Taoiseach Micheál Martin. Photo: Julien Behal Photography

Taoiseach Micheál Martin. Photo: Julien Behal Photography

Taoiseach Micheál Martin. Photo: Julien Behal Photography

The National Public Health Emergency Team has urged the Government to reimpose restrictions on household visits and the hospitality sector from December 28.

In a letter to government, Chief Medical Officer Tony Holohan’s team said home visits should be reduced to just one other household from three days after Christmas Day:

Nphet also said pubs and restaurants should close from this date.

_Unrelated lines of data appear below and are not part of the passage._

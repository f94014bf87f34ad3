//! Phase 4: Assembly
//!
//! Merges one built fragment onto the requesting descriptor. Each fragment is
//! merged at most once per descriptor: the descriptor's [`AssemblyRecord`]
//! lists every fragment already applied, including the fragments that came
//! in through another fragment.
//!
//! Two strategies are available (see [`MergeStrategy`]):
//!
//! - **Direct**: [`inheritance::assemble`] with the fragment as the parent.
//! - **Substitute parent**: the wrapped builder rebuilds a copy of the
//!   descriptor whose parent link points at the fragment, with the fragment
//!   supplied as the parent override. The original parent link and assembly
//!   record are put back on the result. The requesting descriptor itself is
//!   never modified, so nothing needs restoring when the rebuild fails.
//!
//! [`AssemblyRecord`]: crate::descriptor::AssemblyRecord

use std::sync::Arc;

use log::{debug, info};

use super::ResolvedArtifact;
use crate::builder::{BuildRequest, DescriptorBuilder};
use crate::config::MergeStrategy;
use crate::descriptor::{BuildDescriptor, Parent};
use crate::error::Result;
use crate::inheritance;
use crate::path::relativize_path;
use crate::problems::ProblemCollector;

/// Executes Phase 4 of the pipeline for one fragment.
///
/// Returns the requesting descriptor with the fragment merged in.
pub fn execute(
    inner: &dyn DescriptorBuilder,
    strategy: MergeStrategy,
    requesting: BuildDescriptor,
    fragment: &Arc<BuildDescriptor>,
    artifact: &ResolvedArtifact,
    request: &BuildRequest,
) -> Result<BuildDescriptor> {
    let key = artifact.coordinate.key();
    if requesting.assembly.contains(&key) {
        debug!("Fragment {} already merged into {}", artifact.coordinate, requesting.gav());
        return Ok(requesting);
    }

    let mut problems = ProblemCollector::new();
    inspect_fragment(&requesting, fragment, &artifact.coordinate.gav(), &mut problems);

    let mut merged = match strategy {
        MergeStrategy::Direct => {
            let mut merged = requesting;
            inheritance::assemble(&mut merged, fragment, &mut problems);
            merged
        }
        MergeStrategy::SubstituteParent => substitute_parent(inner, &requesting, fragment, artifact, request)?,
    };
    problems.report(&artifact.coordinate.gav())?;

    merged.assembly.record(&key, &fragment.assembly);
    info!("Applied fragment {} to {}", artifact.coordinate, merged.gav());
    Ok(merged)
}

fn substitute_parent(
    inner: &dyn DescriptorBuilder,
    requesting: &BuildDescriptor,
    fragment: &Arc<BuildDescriptor>,
    artifact: &ResolvedArtifact,
    request: &BuildRequest,
) -> Result<BuildDescriptor> {
    let fragment_file = std::path::absolute(&artifact.file)?;
    let base_dir = std::path::absolute(request.base_dir())?;
    let relative_path = relativize_path(&fragment_file, &base_dir);
    debug!(
        "Substituting parent of {} with {} at {}",
        requesting.gav(),
        artifact.coordinate,
        relative_path
    );

    let mut substitute = requesting.clone();
    substitute.parent = Some(Parent {
        group_id: artifact.coordinate.group_id.clone(),
        artifact_id: artifact.coordinate.artifact_id.clone(),
        version: artifact.coordinate.version.clone(),
        relative_path: Some(relative_path),
    });

    let mut rebuilt = inner.build(&request.derive_with_raw(substitute, Some(Arc::clone(fragment))))?;
    rebuilt.parent = requesting.parent.clone();
    rebuilt.assembly = requesting.assembly.clone();
    Ok(rebuilt)
}

/// Record warnings about parts of the fragment that will not carry over as written
fn inspect_fragment(
    requesting: &BuildDescriptor,
    fragment: &BuildDescriptor,
    fragment_gav: &str,
    problems: &mut ProblemCollector,
) {
    if !fragment.modules.is_empty() {
        problems.warn(format!(
            "Fragment {} declares modules {:?}, which are not inherited",
            fragment_gav, fragment.modules
        ));
    }

    for plugin in &requesting.build.plugins {
        let requested = match plugin.version.as_deref() {
            Some(version) => version,
            None => continue,
        };
        let inherited = fragment
            .build
            .plugins
            .iter()
            .filter(|candidate| candidate.inherited && candidate.key() == plugin.key())
            .find_map(|candidate| candidate.version.as_deref());
        if let Some(inherited) = inherited {
            if inherited != requested {
                problems.warn(format!(
                    "Plugin {} version {} overrides version {} from fragment {}",
                    plugin.key(),
                    requested,
                    inherited,
                    fragment_gav
                ));
            }
        }
    }
}
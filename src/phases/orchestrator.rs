//! Orchestrator for composite assembly
//!
//! [`CompositeBuilder`] decorates another [`DescriptorBuilder`]. A build first
//! runs the wrapped builder, then drives every declared fragment through the
//! 4 phases. The engine is also the builder fragments are built with, so a
//! fragment's own fragments are composed before it is merged.
//!
//! All engine state lives in the builder: the resolution cache, the build
//! cache and the configuration. Nothing is global, and one `CompositeBuilder`
//! can be shared between threads (see [`CompositeBuilder::build_all`]).

use std::path::Path;
use std::sync::Arc;

use log::{debug, info};
use rayon::prelude::*;

use super::resolution::FragmentResolver;
use super::{phase1, phase3, phase4, Declaration, FragmentNode};
use crate::builder::{BuildRequest, DescriptorBuilder, InheritanceBuilder};
use crate::cache::{BuildCache, ResolutionCache};
use crate::config::ComposeConfig;
use crate::defaults::default_repository_root;
use crate::descriptor::BuildDescriptor;
use crate::error::Result;
use crate::repository::{
    ArtifactRepository, DefaultDescriptorLocator, DescriptorLocator, DescriptorReader, LocalRepository,
    YamlDescriptorReader,
};

/// Composite assembly engine
pub struct CompositeBuilder {
    inner: Box<dyn DescriptorBuilder>,
    resolver: FragmentResolver,
    build_cache: BuildCache,
    config: ComposeConfig,
}

impl CompositeBuilder {
    /// Wrap `inner`, resolving fragments with the given collaborators
    pub fn new(
        inner: Box<dyn DescriptorBuilder>,
        repository: Arc<dyn ArtifactRepository>,
        locator: Arc<dyn DescriptorLocator>,
        reader: Arc<dyn DescriptorReader>,
        config: ComposeConfig,
    ) -> Self {
        let resolver = FragmentResolver::new(repository, locator, reader, config.validate_local_overrides);
        Self {
            inner,
            resolver,
            build_cache: BuildCache::new(),
            config,
        }
    }

    /// Engine over the reference collaborators: YAML descriptors, a local
    /// repository and an [`InheritanceBuilder`] as the wrapped builder
    pub fn from_config(config: ComposeConfig) -> Self {
        let root = config
            .repository
            .clone()
            .unwrap_or_else(default_repository_root);
        debug!("Using artifact repository at {}", root.display());

        let repository: Arc<dyn ArtifactRepository> = Arc::new(LocalRepository::new(root));
        let locator: Arc<dyn DescriptorLocator> =
            Arc::new(DefaultDescriptorLocator::new(&config.descriptor_file_name));
        let reader: Arc<dyn DescriptorReader> = Arc::new(YamlDescriptorReader);
        let inner = InheritanceBuilder::new(Arc::clone(&reader), Arc::clone(&locator), Arc::clone(&repository));

        Self::new(Box::new(inner), repository, locator, reader, config)
    }

    pub fn config(&self) -> &ComposeConfig {
        &self.config
    }

    pub fn resolution_cache(&self) -> &ResolutionCache {
        self.resolver.cache()
    }

    pub fn build_cache(&self) -> &BuildCache {
        &self.build_cache
    }

    /// Fold every fragment declared by `descriptor` into it
    ///
    /// `request` is the request `descriptor` was built for. On error the
    /// partially composed descriptor is dropped; cache entries made on the
    /// way are kept.
    pub fn compose(&self, mut descriptor: BuildDescriptor, request: &BuildRequest) -> Result<BuildDescriptor> {
        let declarations = phase1::execute(&descriptor, request.base_dir(), &self.config.property_prefixes)?;
        if declarations.is_empty() {
            return Ok(descriptor);
        }

        for declaration in &declarations {
            debug!(
                "Composing {} from property {} into {}",
                declaration.reference.coordinate,
                declaration.property,
                descriptor.gav()
            );
            let artifact = self.resolver.resolve(&declaration.reference)?;
            let fragment = phase3::execute(self, &self.build_cache, &artifact, request, self.config.max_depth)?;
            descriptor = phase4::execute(
                self.inner.as_ref(),
                self.config.strategy,
                descriptor,
                &fragment,
                &artifact,
                request,
            )?;
        }

        info!(
            "Composed {} with {} fragment(s)",
            descriptor.gav(),
            descriptor.assembly.len()
        );
        Ok(descriptor)
    }

    /// Build several requests in parallel, sharing caches
    ///
    /// Results are returned in request order.
    pub fn build_all(&self, requests: &[BuildRequest]) -> Vec<Result<BuildDescriptor>> {
        requests.par_iter().map(|request| self.build(request)).collect()
    }

    /// Build the descriptor stored at `path`
    pub fn build_file(&self, path: &Path) -> Result<BuildDescriptor> {
        self.build(&BuildRequest::for_file(path))
    }

    /// Fragment declarations of the descriptor built for `request`, in merge order
    ///
    /// Only the wrapped builder runs; nothing is resolved.
    pub fn declarations(&self, request: &BuildRequest) -> Result<Vec<Declaration>> {
        let descriptor = self.inner.build(request)?;
        phase1::execute(&descriptor, request.base_dir(), &self.config.property_prefixes)
    }

    /// Fragment graph of the descriptor built for `request`
    ///
    /// Every declared fragment is resolved and built (through the caches),
    /// then its own declarations are expanded. Declarations are listed in
    /// merge order. A fragment reached twice is listed twice.
    pub fn fragment_tree(&self, request: &BuildRequest) -> Result<Vec<FragmentNode>> {
        let descriptor = self.inner.build(request)?;
        self.expand(&descriptor, request)
    }

    fn expand(&self, descriptor: &BuildDescriptor, request: &BuildRequest) -> Result<Vec<FragmentNode>> {
        let declarations = phase1::execute(descriptor, request.base_dir(), &self.config.property_prefixes)?;
        let mut nodes = Vec::with_capacity(declarations.len());

        for declaration in declarations {
            let artifact = self.resolver.resolve(&declaration.reference)?;
            let key = artifact.coordinate.key();
            phase3::execute(self, &self.build_cache, &artifact, request, self.config.max_depth)?;

            let fragment_request = request.derive_for_fragment(&artifact.file, &key);
            let raw_fragment = self.inner.build(&fragment_request)?;
            let children = self.expand(&raw_fragment, &fragment_request)?;

            nodes.push(FragmentNode {
                property: declaration.property,
                coordinate: artifact.coordinate,
                file: artifact.file,
                origin: artifact.origin,
                children,
            });
        }
        Ok(nodes)
    }
}

impl DescriptorBuilder for CompositeBuilder {
    fn build(&self, request: &BuildRequest) -> Result<BuildDescriptor> {
        let descriptor = self.inner.build(request)?;
        self.compose(descriptor, request)
    }
}
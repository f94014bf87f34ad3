//! # Descriptor Building
//!
//! A [`DescriptorBuilder`] turns a [`BuildRequest`] into an effective
//! descriptor. The composite assembly engine decorates another builder
//! implementing the same trait, so the two can be stacked freely and the
//! engine never needs to know how single inheritance is carried out.
//!
//! [`InheritanceBuilder`] is the reference single-inheritance builder. For a
//! descriptor with a `parent` link it looks for the parent in this order:
//!
//! 1. the request's parent override, used as is;
//! 2. the `relativePath` of the link (default `..`), used only when the
//!    descriptor found there is the declared parent;
//! 3. the artifact repository.
//!
//! The parent is built recursively and folded in with
//! [`inheritance::assemble`](crate::inheritance::assemble).

use std::path::{Path, PathBuf};
use std::sync::Arc;

use log::debug;

use crate::descriptor::{BuildDescriptor, Parent};
use crate::error::{Error, Result};
use crate::inheritance;
use crate::problems::ProblemCollector;
use crate::repository::{ArtifactRepository, DescriptorLocator, DescriptorReader};

/// Default `relativePath` of a parent link
const DEFAULT_PARENT_RELATIVE_PATH: &str = "..";

/// Where the raw descriptor of a request comes from
#[derive(Debug, Clone)]
pub enum DescriptorSource {
    /// A descriptor file, read by the builder
    File(PathBuf),
    /// An already parsed descriptor, as if read from `location`
    Raw {
        descriptor: Box<BuildDescriptor>,
        location: PathBuf,
    },
}

/// A request to build one descriptor
#[derive(Debug, Clone)]
pub struct BuildRequest {
    pub source: DescriptorSource,
    /// Effective parent to use instead of resolving the descriptor's parent link
    pub parent_override: Option<Arc<BuildDescriptor>>,
    fragment_chain: Vec<String>,
}

impl BuildRequest {
    /// Request to build the descriptor stored at `path`
    pub fn for_file<P: Into<PathBuf>>(path: P) -> Self {
        Self {
            source: DescriptorSource::File(path.into()),
            parent_override: None,
            fragment_chain: Vec::new(),
        }
    }

    /// Path of the descriptor file this request stands for
    pub fn location(&self) -> &Path {
        match &self.source {
            DescriptorSource::File(path) => path,
            DescriptorSource::Raw { location, .. } => location,
        }
    }

    /// Directory relative paths in the descriptor are resolved against
    pub fn base_dir(&self) -> &Path {
        self.location().parent().unwrap_or_else(|| Path::new("."))
    }

    /// Cache keys of the fragments whose build led to this request, outermost first
    pub fn fragment_chain(&self) -> &[String] {
        &self.fragment_chain
    }

    /// Request to build the fragment `fragment_key` stored at `file`
    ///
    /// The fragment is appended to the ancestor chain. The parent override is
    /// not carried over: it belongs to the originating descriptor only.
    pub fn derive_for_fragment(&self, file: &Path, fragment_key: &str) -> Self {
        let mut fragment_chain = self.fragment_chain.clone();
        fragment_chain.push(fragment_key.to_string());
        Self {
            source: DescriptorSource::File(file.to_path_buf()),
            parent_override: None,
            fragment_chain,
        }
    }

    /// Request to rebuild `descriptor` at this request's location
    pub fn derive_with_raw(&self, descriptor: BuildDescriptor, parent_override: Option<Arc<BuildDescriptor>>) -> Self {
        Self {
            source: DescriptorSource::Raw {
                descriptor: Box::new(descriptor),
                location: self.location().to_path_buf(),
            },
            parent_override,
            fragment_chain: self.fragment_chain.clone(),
        }
    }
}

/// Trait for descriptor building - allows decorating and mocking
pub trait DescriptorBuilder: Send + Sync {
    fn build(&self, request: &BuildRequest) -> Result<BuildDescriptor>;
}

/// Reference single-inheritance builder
pub struct InheritanceBuilder {
    reader: Arc<dyn DescriptorReader>,
    locator: Arc<dyn DescriptorLocator>,
    repository: Arc<dyn ArtifactRepository>,
}

impl InheritanceBuilder {
    pub fn new(
        reader: Arc<dyn DescriptorReader>,
        locator: Arc<dyn DescriptorLocator>,
        repository: Arc<dyn ArtifactRepository>,
    ) -> Self {
        Self {
            reader,
            locator,
            repository,
        }
    }

    fn build_inherited(
        &self,
        mut descriptor: BuildDescriptor,
        location: &Path,
        parent_override: Option<&Arc<BuildDescriptor>>,
        lineage: &mut Vec<String>,
    ) -> Result<BuildDescriptor> {
        let parent_link = match descriptor.parent.clone() {
            Some(link) => link,
            None => return Ok(descriptor),
        };

        let parent = match parent_override {
            Some(parent) => {
                debug!("Using parent override for {} at {}", parent_link.gav(), location.display());
                (**parent).clone()
            }
            None => {
                let gav = descriptor.gav();
                if lineage.contains(&gav) {
                    let mut chain = lineage.clone();
                    chain.push(gav);
                    return Err(Error::Build {
                        location: location.to_path_buf(),
                        message: format!("Cycle detected in parent declarations: {}", chain.join(" -> ")),
                    });
                }
                lineage.push(gav);
                let (raw_parent, parent_location) = self.read_parent(&parent_link, location)?;
                let built = self.build_inherited(raw_parent, &parent_location, None, lineage);
                lineage.pop();
                built?
            }
        };

        let mut problems = ProblemCollector::new();
        inheritance::assemble(&mut descriptor, &parent, &mut problems);
        problems.report(&parent_link.gav())?;
        Ok(descriptor)
    }

    /// Find and read the raw parent descriptor of `location`
    fn read_parent(&self, link: &Parent, location: &Path) -> Result<(BuildDescriptor, PathBuf)> {
        let base_dir = location.parent().unwrap_or_else(|| Path::new("."));
        let relative = link
            .relative_path
            .as_deref()
            .unwrap_or(DEFAULT_PARENT_RELATIVE_PATH);

        if !relative.is_empty() {
            let mut candidate = base_dir.join(relative);
            if candidate.is_dir() {
                candidate = self.locator.locate(&candidate);
            }
            if candidate.is_file() {
                let parent = self.reader.read(&candidate)?;
                if parent.matches(&link.coordinate()) {
                    debug!("Parent {} found at {}", link.gav(), candidate.display());
                    return Ok((parent, candidate));
                }
                debug!(
                    "Descriptor at {} is {}, not parent {}; falling back to the repository",
                    candidate.display(),
                    parent.gav(),
                    link.gav()
                );
            }
        }

        let path = self
            .repository
            .resolve(&link.coordinate())
            .map_err(|e| Error::Build {
                location: location.to_path_buf(),
                message: format!("cannot resolve parent {}: {}", link.gav(), e),
            })?;
        Ok((self.reader.read(&path)?, path))
    }
}

impl DescriptorBuilder for InheritanceBuilder {
    fn build(&self, request: &BuildRequest) -> Result<BuildDescriptor> {
        let descriptor = match &request.source {
            DescriptorSource::File(path) => self.reader.read(path)?,
            DescriptorSource::Raw { descriptor, .. } => (**descriptor).clone(),
        };
        self.build_inherited(
            descriptor,
            request.location(),
            request.parent_override.as_ref(),
            &mut Vec::new(),
        )
    }
}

The recommendations are made against the backdrop of rising new Covid-19 cases since the lockdown ended on December 1.

The cabinet will consider the recommendations next week.

Speaking on RTÉ Six One earlier, Taoiseach Micheal Martin said he was “very worried” about the growing cases numbers and confirmed that Nphet have recommended restrictions on household visits and on the hospitality sector be brought in before New Year’s Eve.

The Taoiseach said Nphet’s worries stem from a rise in cases among all ages and the resulting effect this may have on hospitalisations, ICU admissions and mortality.

“While the rise in the second wave was largely in younger people so it did not have the same effect on hospitalisations and ICUs,” Mr Martin said, adding that the healthcare system in Ireland is in good shape this winter, but said “we want to keep it that way.”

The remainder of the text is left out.